Harris was born in 1804 in a village in what is now the town of Hudson Falls, NY, not far from the site of our project. He died in 1878. The merchant-diplomat, whose family moved with him to New York City when he was a boy, could never have imagined that Japanese investment in the corner of New York State from which he hailed--which was part of the Dutch colony of New Netherland before it was part of the British colony of New York--would one day fuel the production of renewable energy for a future industry such as petroleum refining.
Is such a development merely a case of historical coincidence, or, is it, as my Buddhist friends might say, proof of the incomprehensible Mystic Law of simultaneous cause and effect that underlies all life and the workings of the universe?
I’m inclined to think it’s the latter; but of this, at least, I'm certain: my project is made possible by the global economy, and I'm grateful to be part of it.
The promise of the incoming Trump administration's trade policy is that after experiencing globalization's distinctly negative and unenlightened--downright destructive--side for so many years, millions of American workers, including legions of left-behind rural residents, will at last be able to make a similarly positive statement: My company ... my job ... is made possible by the global economy, and I'm glad to be part of it.
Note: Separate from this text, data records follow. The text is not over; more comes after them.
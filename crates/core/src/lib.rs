//! # Cortex Core
//!
//! Domain types, traits, and error definitions for the Cortex conversation
//! context orchestrator. This crate has **zero framework dependencies** — it
//! defines the domain model that all other crates implement against.
//!
//! ## Design Philosophy
//!
//! Every subsystem is defined as a trait here. Implementations live in their
//! respective crates. This enables:
//! - Swapping implementations via configuration
//! - Easy testing with mock/stub implementations
//! - Clean dependency graph (all crates depend inward on core)

pub mod backend;
pub mod error;
pub mod knowledge;
pub mod message;
pub mod persona;
pub mod storage;

// Re-export key types at crate root for ergonomics
pub use backend::{
    ContentPart, ContentTurn, GenerationBackend, GenerationRequest, GenerationStream,
    StreamChunk, TurnRole,
};
pub use error::{Error, Result};
pub use knowledge::KnowledgeDocument;
pub use message::{Attachment, AttachmentKind, Message, Role};
pub use persona::{IconId, ModelPreference, Persona, PersonaKey, PersonaOverlay, PersonaSet};
pub use storage::KeyValueStore;
//! Knowledge document domain type.
//!
//! Two independent collections of these exist: the session-scoped project
//! files and the persistent global knowledge base. Both are owned by the
//! knowledge aggregator; this crate only defines the value type.

use serde::{Deserialize, Serialize};

/// A supplementary text document fed to every generation request.
#[derive(Debug, Clone, PartialEq, Serialize, Deserialize)]
#[serde(rename_all = "camelCase")]
pub struct KnowledgeDocument {
    /// Opaque id, unique within its collection.
    pub id: String,
    pub name: String,
    /// MIME-like type tag (e.g. "text/markdown").
    #[serde(rename = "type")]
    pub doc_type: String,
    pub content: String,
    /// Epoch milliseconds.
    pub timestamp: u64,
}

impl KnowledgeDocument {
    pub fn new(
        id: impl Into<String>,
        name: impl Into<String>,
        doc_type: impl Into<String>,
        content: impl Into<String>,
    ) -> Self {
        Self {
            id: id.into(),
            name: name.into(),
            doc_type: doc_type.into(),
            content: content.into(),
            timestamp: crate::message::now_millis(),
        }
    }
}

#[cfg(test)]
mod tests {
    use super::*;

    #[test]
    fn serializes_with_type_field() {
        let doc = KnowledgeDocument::new("1", "spec.md", "text/markdown", "# Spec");
        let json = serde_json::to_string(&doc).unwrap();
        assert!(json.contains(r#""type":"text/markdown""#));
        let back: KnowledgeDocument = serde_json::from_str(&json).unwrap();
        assert_eq!(back, doc);
    }
}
Jonathan Braun is Chairman of NextCoal International, Inc.
EDITOR'S NOTE: The involvement of a French engineering firm adds to the renewable fuels and chemical project's inherent historical interest, given its geographic location and focus on energy independence. French aid to the American Revolution, much of which passed through a neutral Dutch West Indies port, contributed to General George Washington's survival against the British military offensive in 1776 and 1777 and was a key factor in the defeat of General Burgoyne's expedition down the Champlain Corridor that ended in a British disaster at Saratoga, about 50 miles southwest of the project site in Hampton, NY, near the present-day NY-Vermont border. Burgoyne's defeat was a major turning point in the Revolutionary War.